LISTED ENTRIES Start Marker
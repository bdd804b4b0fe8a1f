//! Course record type.

use serde::{Deserialize, Serialize};

/// A single course in the catalog.
///
/// Every field is a plain string. Keys absent from a submitted form or from
/// the persisted JSON deserialize as empty strings; presence is checked by
/// the validator, not by the type.
#[derive(Debug, Clone, Default, PartialEq, Eq, Serialize, Deserialize)]
#[serde(default)]
pub struct Course {
    /// Catalog key, e.g. "CS101".
    pub code: String,
    pub name: String,
    pub instructor: String,
    pub semester: String,
    pub schedule: String,
    pub classroom: String,
    pub prerequisites: String,
    pub grading: String,
    pub description: String,
}

impl Course {
    /// Field names in declaration order.
    pub const FIELDS: [&'static str; 9] = [
        "code",
        "name",
        "instructor",
        "semester",
        "schedule",
        "classroom",
        "prerequisites",
        "grading",
        "description",
    ];

    /// Shorthand for a course with only the key fields filled in.
    pub fn new(code: impl Into<String>, name: impl Into<String>) -> Self {
        Self {
            code: code.into(),
            name: name.into(),
            ..Self::default()
        }
    }

    /// Look up a field value by its serialized name.
    pub fn field(&self, name: &str) -> Option<&str> {
        let value = match name {
            "code" => &self.code,
            "name" => &self.name,
            "instructor" => &self.instructor,
            "semester" => &self.semester,
            "schedule" => &self.schedule,
            "classroom" => &self.classroom,
            "prerequisites" => &self.prerequisites,
            "grading" => &self.grading,
            "description" => &self.description,
            _ => return None,
        };
        Some(value.as_str())
    }
}
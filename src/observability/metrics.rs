//! Metrics collection and exposition.
//!
//! # Metrics
//! - `catalog_errors_total` (counter): counted failures by kind
//! - `catalog_operations_total` (counter): catalog operations by name, outcome
//!
//! # Design Decisions
//! - Recording goes through the `metrics` facade; without an installed
//!   recorder every call is a no-op
//! - Prometheus exposition is optional and runs on its own listener

use std::net::SocketAddr;

use metrics_exporter_prometheus::PrometheusBuilder;

use crate::observability::errors::ErrorKind;

/// Install the Prometheus recorder and start its HTTP listener.
///
/// Must be called from inside a Tokio runtime.
pub fn init_metrics(addr: SocketAddr) {
    match PrometheusBuilder::new().with_http_listener(addr).install() {
        Ok(()) => tracing::info!(address = %addr, "Metrics endpoint started"),
        Err(e) => tracing::error!(address = %addr, error = %e, "Failed to install metrics exporter"),
    }
}

pub fn record_error(kind: ErrorKind) {
    metrics::counter!("catalog_errors_total", "kind" => kind.as_str()).increment(1);
}

pub fn record_operation(operation: &'static str, outcome: &'static str) {
    metrics::counter!(
        "catalog_operations_total",
        "operation" => operation,
        "outcome" => outcome
    )
    .increment(1);
}
use reqwest::{Client, StatusCode};
use serde::{Deserialize, Serialize};

#[derive(Debug, Clone, Default, PartialEq, Eq, Serialize, Deserialize)]
#[serde(default)]
pub struct Course {
    pub code: String,
    pub name: String,
    pub instructor: String,
    pub semester: String,
    pub schedule: String,
    pub classroom: String,
    pub prerequisites: String,
    pub grading: String,
    pub description: String,
}

#[derive(Debug, Clone, Serialize, Deserialize)]
pub struct StatusReport {
    pub version: String,
    pub status: String,
    pub error_count: u64,
    pub catalog_access_count: u64,
    pub required_fields: String, // "minimal" or "strict"
}

#[derive(Debug, Deserialize)]
struct ErrorBody {
    error: String,
}

pub struct CatalogClient {
    client: Client,
    base_url: String,
}

impl CatalogClient {
    pub fn new(base_url: &str) -> Self {
        Self {
            client: Client::new(),
            base_url: base_url.trim_end_matches('/').to_string(),
        }
    }

    /// Every course, in catalog order.
    pub async fn list_courses(&self) -> Result<Vec<Course>, Box<dyn std::error::Error>> {
        let resp = self.client
            .get(format!("{}/api/courses", self.base_url))
            .send()
            .await?;
        Self::decode(resp).await
    }

    /// The course with `code`, or `None` when the catalog has no such course.
    pub async fn get_course(&self, code: &str) -> Result<Option<Course>, Box<dyn std::error::Error>> {
        let mut url = reqwest::Url::parse(&self.base_url)?;
        url.path_segments_mut()
            .map_err(|()| format!("base URL {} cannot take a path", self.base_url))?
            .pop_if_empty()
            .extend(["api", "courses", code]);

        let resp = self.client.get(url).send().await?;
        if resp.status() == StatusCode::NOT_FOUND {
            return Ok(None);
        }
        Self::decode(resp).await.map(Some)
    }

    /// Submit a new course. Validation failures come back as errors.
    pub async fn add_course(&self, course: &Course) -> Result<Course, Box<dyn std::error::Error>> {
        let resp = self.client
            .post(format!("{}/api/courses", self.base_url))
            .json(course)
            .send()
            .await?;
        Self::decode(resp).await
    }

    pub async fn status(&self) -> Result<StatusReport, Box<dyn std::error::Error>> {
        let resp = self.client
            .get(format!("{}/api/status", self.base_url))
            .send()
            .await?;
        Self::decode(resp).await
    }

    async fn decode<T: serde::de::DeserializeOwned>(
        resp: reqwest::Response,
    ) -> Result<T, Box<dyn std::error::Error>> {
        let status = resp.status();
        let text = resp.text().await?;

        if !status.is_success() {
            let message = serde_json::from_str::<ErrorBody>(&text)
                .map(|body| body.error)
                .unwrap_or(text);
            return Err(format!("Catalog returned error status {}: {}", status, message).into());
        }

        Ok(serde_json::from_str::<T>(&text)?)
    }
}
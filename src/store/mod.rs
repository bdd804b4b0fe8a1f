//! Catalog storage subsystem.
//!
//! # Data Flow
//! ```text
//! load():  blocking worker: catalog file → serde_json → Vec<Course>   (missing file → empty)
//! save():  lock → blocking worker [read → push → temp file → fsync → rename → unlock]
//! ```
//!
//! # Design Decisions
//! - The whole collection is rewritten on every append
//! - Saves are serialized; loads are lock-free and see the old or new file
//! - The caller's wait is bounded by a timeout; an abandoned rewrite keeps
//!   the lock until it finishes

pub mod file;

pub use file::{CatalogStore, StorageError};
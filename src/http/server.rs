//! HTTP server setup and configuration.
//!
//! # Responsibilities
//! - Create the Axum router with the page and API handlers
//! - Wire up middleware (request ID, tracing, timeout)
//! - Bind the server to a listener and serve until shutdown

use std::future::Future;
use std::net::SocketAddr;
use std::sync::Arc;
use std::time::Duration;

use axum::{routing::get, Router};
use tokio::net::TcpListener;
use tower::ServiceBuilder;
use tower_http::{
    request_id::{MakeRequestUuid, PropagateRequestIdLayer, SetRequestIdLayer},
    timeout::TimeoutLayer,
    trace::{DefaultMakeSpan, TraceLayer},
};
use tracing::Level;

use crate::catalog::CatalogService;
use crate::config::CatalogConfig;
use crate::http::{api, pages};

/// Application state injected into handlers.
#[derive(Clone)]
pub struct AppState {
    pub service: Arc<CatalogService>,
}

/// HTTP server for the course catalog.
pub struct HttpServer {
    router: Router,
}

impl HttpServer {
    pub fn new(config: &CatalogConfig, service: Arc<CatalogService>) -> Self {
        let state = AppState { service };
        let router = Self::build_router(config, state);
        Self { router }
    }

    /// Build the Axum router with all middleware layers.
    #[allow(deprecated)]
    fn build_router(config: &CatalogConfig, state: AppState) -> Router {
        Router::new()
            .route("/", get(pages::index))
            .route("/catalog", get(pages::catalog))
            .route(
                "/add_course",
                get(pages::add_course_form).post(pages::add_course),
            )
            .route("/course/{code}", get(pages::course_details))
            .route("/manual-trace", get(pages::manual_trace))
            .route("/auto-instrumented", get(pages::auto_instrumented))
            .route(
                "/api/courses",
                get(api::list_courses).post(api::add_course),
            )
            .route("/api/courses/{code}", get(api::get_course))
            .route("/api/status", get(api::status))
            .with_state(state)
            .layer(
                ServiceBuilder::new()
                    .layer(SetRequestIdLayer::x_request_id(MakeRequestUuid))
                    .layer(
                        TraceLayer::new_for_http()
                            .make_span_with(DefaultMakeSpan::new().level(Level::INFO)),
                    )
                    .layer(PropagateRequestIdLayer::x_request_id())
                    .layer(TimeoutLayer::new(Duration::from_secs(
                        config.server.request_timeout_secs,
                    ))),
            )
    }

    /// The router, for driving requests without a socket.
    pub fn router(&self) -> Router {
        self.router.clone()
    }

    /// Run the server until `shutdown` resolves.
    pub async fn run<F>(self, listener: TcpListener, shutdown: F) -> Result<(), std::io::Error>
    where
        F: Future<Output = ()> + Send + 'static,
    {
        let addr = listener.local_addr()?;
        tracing::info!(address = %addr, "HTTP server starting");

        let app = self.router.into_make_service_with_connect_info::<SocketAddr>();

        axum::serve(listener, app)
            .with_graceful_shutdown(shutdown)
            .await?;

        tracing::info!("HTTP server stopped");
        Ok(())
    }
}

/// Wait for shutdown signal (Ctrl+C).
pub async fn shutdown_signal() {
    if let Err(e) = tokio::signal::ctrl_c().await {
        tracing::error!(error = %e, "Failed to listen for Ctrl+C");
        std::future::pending::<()>().await;
    }
    tracing::info!("Shutdown signal received");
}

#[cfg(test)]
mod tests {
    use super::*;
    use crate::catalog::{RequiredFieldPolicy, Validator};
    use crate::observability::tracing::testing::{attribute, finished, memory_tracer};
    use crate::observability::{ErrorCounter, StructuredLogger, Tracer};
    use crate::store::CatalogStore;
    use axum::body::Body;
    use axum::http::{Request, StatusCode};
    use tower::ServiceExt;

    fn server(dir: &std::path::Path, tracer: Tracer) -> HttpServer {
        let service = CatalogService::new(
            Arc::new(CatalogStore::new(
                dir.join("course_catalog.json"),
                Duration::from_secs(5),
            )),
            Validator::new(RequiredFieldPolicy::Minimal),
            Arc::new(ErrorCounter::new()),
            Arc::new(StructuredLogger::open(dir.join("app_logs.jsonl")).unwrap()),
            tracer,
        );
        HttpServer::new(&CatalogConfig::default(), Arc::new(service))
    }

    async fn body_text(response: axum::response::Response) -> String {
        let bytes = axum::body::to_bytes(response.into_body(), 1 << 20)
            .await
            .unwrap();
        String::from_utf8(bytes.to_vec()).unwrap()
    }

    #[tokio::test]
    async fn test_request_id_is_set_and_propagated() {
        let dir = tempfile::tempdir().unwrap();
        let (tracer, exporter) = memory_tracer();
        let router = server(dir.path(), tracer).router();

        let response = router
            .clone()
            .oneshot(Request::get("/manual-trace").body(Body::empty()).unwrap())
            .await
            .unwrap();
        assert_eq!(response.status(), StatusCode::OK);
        let request_id = response
            .headers()
            .get("x-request-id")
            .and_then(|v| v.to_str().ok())
            .map(str::to_string)
            .unwrap();
        assert_eq!(body_text(response).await, "Manual trace recorded!");

        let spans = finished(&exporter);
        assert_eq!(spans.len(), 1);
        assert_eq!(spans[0].name, "manual-span");
        assert_eq!(attribute(&spans[0], "http.request_id"), Some(request_id));
    }

    #[tokio::test]
    async fn test_form_submission_redirects_to_catalog() {
        let dir = tempfile::tempdir().unwrap();
        let router = server(dir.path(), memory_tracer().0).router();

        let response = router
            .clone()
            .oneshot(
                Request::post("/add_course")
                    .header("content-type", "application/x-www-form-urlencoded")
                    .body(Body::from("code=CS101&name=Intro+to+CS"))
                    .unwrap(),
            )
            .await
            .unwrap();
        assert_eq!(response.status(), StatusCode::SEE_OTHER);
        let location = response.headers()["location"].to_str().unwrap().to_string();
        assert!(location.starts_with("/catalog?"));

        let response = router
            .oneshot(Request::get(location.as_str()).body(Body::empty()).unwrap())
            .await
            .unwrap();
        let html = body_text(response).await;
        assert!(html.contains("Course &#x27;Intro to CS&#x27; added successfully!"));
        assert!(html.contains("CS101"));
    }

    #[tokio::test]
    async fn test_missing_fields_rerenders_form() {
        let dir = tempfile::tempdir().unwrap();
        let router = server(dir.path(), memory_tracer().0).router();

        let response = router
            .oneshot(
                Request::post("/add_course")
                    .header("content-type", "application/x-www-form-urlencoded")
                    .body(Body::from("code=CS101&instructor=Dr.+Smith"))
                    .unwrap(),
            )
            .await
            .unwrap();
        assert_eq!(response.status(), StatusCode::UNPROCESSABLE_ENTITY);
        let html = body_text(response).await;
        assert!(html.contains("Missing required fields: name"));
        assert!(html.contains("value=\"Dr. Smith\""));
    }

    #[tokio::test]
    async fn test_unknown_course_is_not_found() {
        let dir = tempfile::tempdir().unwrap();
        let router = server(dir.path(), memory_tracer().0).router();

        let response = router
            .oneshot(Request::get("/course/CS999").body(Body::empty()).unwrap())
            .await
            .unwrap();
        assert_eq!(response.status(), StatusCode::NOT_FOUND);
        assert!(body_text(response).await.contains("No course found with code &#x27;CS999&#x27;."));
    }

    #[tokio::test]
    async fn test_auto_instrumented_records_no_catalog_span() {
        let dir = tempfile::tempdir().unwrap();
        let (tracer, exporter) = memory_tracer();
        let router = server(dir.path(), tracer).router();

        let response = router
            .oneshot(Request::get("/auto-instrumented").body(Body::empty()).unwrap())
            .await
            .unwrap();
        assert_eq!(response.status(), StatusCode::OK);
        assert!(finished(&exporter).is_empty());
    }

    #[tokio::test]
    async fn test_catalog_links_encode_reserved_characters() {
        let dir = tempfile::tempdir().unwrap();
        let router = server(dir.path(), memory_tracer().0).router();

        let response = router
            .clone()
            .oneshot(
                Request::post("/add_course")
                    .header("content-type", "application/x-www-form-urlencoded")
                    .body(Body::from("code=CS+101%23a%3Fb&name=Odd+Code"))
                    .unwrap(),
            )
            .await
            .unwrap();
        assert_eq!(response.status(), StatusCode::SEE_OTHER);

        let response = router
            .clone()
            .oneshot(Request::get("/catalog").body(Body::empty()).unwrap())
            .await
            .unwrap();
        let html = body_text(response).await;
        let href = "/course/CS%20101%23a%3Fb";
        assert!(html.contains(&format!("href=\"{}\"", href)), "{}", html);

        let response = router
            .oneshot(Request::get(href).body(Body::empty()).unwrap())
            .await
            .unwrap();
        assert_eq!(response.status(), StatusCode::OK);
        assert!(body_text(response).await.contains("Odd Code"));
    }
}
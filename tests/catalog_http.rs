//! End-to-end tests over a real socket.

use axum::http::StatusCode;
use catalog_sdk::{CatalogClient, Course as SdkCourse};
use course_catalog::catalog::RequiredFieldPolicy;
use course_catalog::observability::logging::{read_records, LogLevel};

mod common;

#[tokio::test]
async fn test_add_course_via_form_then_view() {
    let server = common::start_server(RequiredFieldPolicy::Minimal).await;
    let client = common::no_redirect_client();

    let res = client
        .post(server.url("/add_course"))
        .header("content-type", "application/x-www-form-urlencoded")
        .body(common::form_body(&[
            ("code", "CS101"),
            ("name", "Intro to CS"),
            ("instructor", "Dr. Smith"),
        ]))
        .send()
        .await
        .unwrap();
    assert_eq!(res.status(), StatusCode::SEE_OTHER);
    let location = res.headers()["location"].to_str().unwrap().to_string();
    assert!(location.starts_with("/catalog"));

    let html = client
        .get(server.url(&location))
        .send()
        .await
        .unwrap()
        .text()
        .await
        .unwrap();
    assert!(html.contains("added successfully!"));
    assert!(html.contains("Intro to CS"));

    let res = client.get(server.url("/course/CS101")).send().await.unwrap();
    assert_eq!(res.status(), StatusCode::OK);
    assert!(res.text().await.unwrap().contains("Dr. Smith"));

    let persisted: Vec<serde_json::Value> =
        serde_json::from_str(&std::fs::read_to_string(server.catalog_path()).unwrap()).unwrap();
    assert_eq!(persisted.len(), 1);
    assert_eq!(persisted[0]["code"], "CS101");
    assert_eq!(persisted[0]["description"], "");

    let messages: Vec<String> = read_records(&server.log_path())
        .unwrap()
        .into_iter()
        .filter(|r| r.level == LogLevel::Info)
        .map(|r| r.message)
        .collect();
    assert!(messages.contains(&"Course 'Intro to CS' added with code 'CS101'".to_string()));
    assert_eq!(server.service.error_count(), 0);
}

#[tokio::test]
async fn test_missing_name_is_rejected_and_counted() {
    let server = common::start_server(RequiredFieldPolicy::Minimal).await;
    let client = common::no_redirect_client();

    let res = client
        .post(server.url("/add_course"))
        .header("content-type", "application/x-www-form-urlencoded")
        .body(common::form_body(&[("code", "CS101")]))
        .send()
        .await
        .unwrap();
    assert_eq!(res.status(), StatusCode::UNPROCESSABLE_ENTITY);
    assert!(res.text().await.unwrap().contains("Missing required fields: name"));

    assert!(!server.catalog_path().exists());
    assert_eq!(server.service.error_count(), 1);

    let errors: Vec<String> = read_records(&server.log_path())
        .unwrap()
        .into_iter()
        .filter(|r| r.level == LogLevel::Error)
        .map(|r| r.message)
        .collect();
    assert_eq!(errors, vec!["Missing required fields: name".to_string()]);

    let spans = server.finished_spans();
    let span = spans.iter().find(|s| s.name == "add_course").unwrap();
    assert_eq!(common::attribute(span, "error.type").as_deref(), Some("MissingFields"));
}

#[tokio::test]
async fn test_unknown_course_leaves_counter_unchanged() {
    let server = common::start_server(RequiredFieldPolicy::Minimal).await;
    let sdk = CatalogClient::new(&server.url(""));

    sdk.add_course(&SdkCourse {
        code: "CS101".into(),
        name: "Intro".into(),
        ..SdkCourse::default()
    })
    .await
    .unwrap();

    assert_eq!(sdk.get_course("CS999").await.unwrap(), None);
    let res = reqwest::get(server.url("/course/CS999")).await.unwrap();
    assert_eq!(res.status(), StatusCode::NOT_FOUND);

    let status = sdk.status().await.unwrap();
    assert_eq!(status.error_count, 0);
    assert_eq!(status.required_fields, "minimal");
}

#[tokio::test]
async fn test_api_lists_courses_in_insertion_order() {
    let server = common::start_server(RequiredFieldPolicy::Minimal).await;
    let sdk = CatalogClient::new(&server.url(""));

    for (code, name) in [("CS102", "Data Structures"), ("CS101", "Intro"), ("CS101", "Intro again")] {
        sdk.add_course(&SdkCourse {
            code: code.into(),
            name: name.into(),
            ..SdkCourse::default()
        })
        .await
        .unwrap();
    }

    let codes: Vec<String> = sdk
        .list_courses()
        .await
        .unwrap()
        .into_iter()
        .map(|c| c.code)
        .collect();
    assert_eq!(codes, vec!["CS102", "CS101", "CS101"]);

    // Duplicates are kept; lookup returns the first.
    let first = sdk.get_course("CS101").await.unwrap().unwrap();
    assert_eq!(first.name, "Intro");

    let status = sdk.status().await.unwrap();
    assert_eq!(status.catalog_access_count, 1);
}

#[tokio::test]
async fn test_strict_policy_over_api() {
    let server = common::start_server(RequiredFieldPolicy::Strict).await;

    let res = reqwest::Client::new()
        .post(server.url("/api/courses"))
        .json(&serde_json::json!({ "code": "CS101", "name": "Intro" }))
        .send()
        .await
        .unwrap();
    assert_eq!(res.status(), StatusCode::UNPROCESSABLE_ENTITY);

    let body: serde_json::Value = res.json().await.unwrap();
    let missing = body["missing_fields"].as_array().unwrap();
    assert_eq!(missing.len(), 7);
    assert_eq!(missing[0], "instructor");
}

#[tokio::test]
async fn test_index_logs_each_client_once() {
    let server = common::start_server(RequiredFieldPolicy::Minimal).await;

    for _ in 0..3 {
        let res = reqwest::get(server.url("/")).await.unwrap();
        assert_eq!(res.status(), StatusCode::OK);
    }

    let visits: Vec<String> = read_records(&server.log_path())
        .unwrap()
        .into_iter()
        .map(|r| r.message)
        .filter(|m| m.starts_with("User IP: "))
        .collect();
    assert_eq!(visits, vec!["User IP: 127.0.0.1".to_string()]);

    let spans = server.finished_spans();
    assert_eq!(spans.iter().filter(|s| s.name == "index").count(), 3);
    assert!(spans
        .iter()
        .all(|s| common::attribute(s, "http.client_ip").as_deref() == Some("127.0.0.1")));
}

#[tokio::test]
async fn test_manual_and_auto_instrumented_routes() {
    let server = common::start_server(RequiredFieldPolicy::Minimal).await;

    let text = reqwest::get(server.url("/manual-trace"))
        .await
        .unwrap()
        .text()
        .await
        .unwrap();
    assert_eq!(text, "Manual trace recorded!");

    let text = reqwest::get(server.url("/auto-instrumented"))
        .await
        .unwrap()
        .text()
        .await
        .unwrap();
    assert_eq!(text, "This route is auto-instrumented!");

    let names: Vec<String> = server
        .finished_spans()
        .into_iter()
        .map(|s| s.name.into_owned())
        .collect();
    assert_eq!(names, vec!["manual-span"]);
}

#[tokio::test]
async fn test_codes_with_reserved_characters_round_trip() {
    let server = common::start_server(RequiredFieldPolicy::Minimal).await;
    let sdk = CatalogClient::new(&server.url(""));
    let code = "CS 101/#2?";

    sdk.add_course(&SdkCourse {
        code: code.into(),
        name: "Odd Code".into(),
        ..SdkCourse::default()
    })
    .await
    .unwrap();

    let found = sdk.get_course(code).await.unwrap().unwrap();
    assert_eq!(found.code, code);
    assert_eq!(sdk.get_course("CS 101").await.unwrap(), None);

    let html = reqwest::get(server.url("/catalog"))
        .await
        .unwrap()
        .text()
        .await
        .unwrap();
    let href = "/course/CS%20101%2F%232%3F";
    assert!(html.contains(&format!("href=\"{}\"", href)), "{}", html);

    let res = reqwest::get(server.url(href)).await.unwrap();
    assert_eq!(res.status(), StatusCode::OK);
    assert!(res.text().await.unwrap().contains("Odd Code"));
}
LISTED ENTRIES End Marker
# [GOAL OF THE EXERCISE]
Could you find every line in the records above that contains the word "pages" and copy it?

# [RESULT BELOW]
use crate::http::{api, pages};
            .route("/", get(pages::index))
            .route("/catalog", get(pages::catalog))
                get(pages::add_course_form).post(pages::add_course),
            .route("/course/{code}", get(pages::course_details))
            .route("/manual-trace", get(pages::manual_trace))
            .route("/auto-instrumented", get(pages::auto_instrumented))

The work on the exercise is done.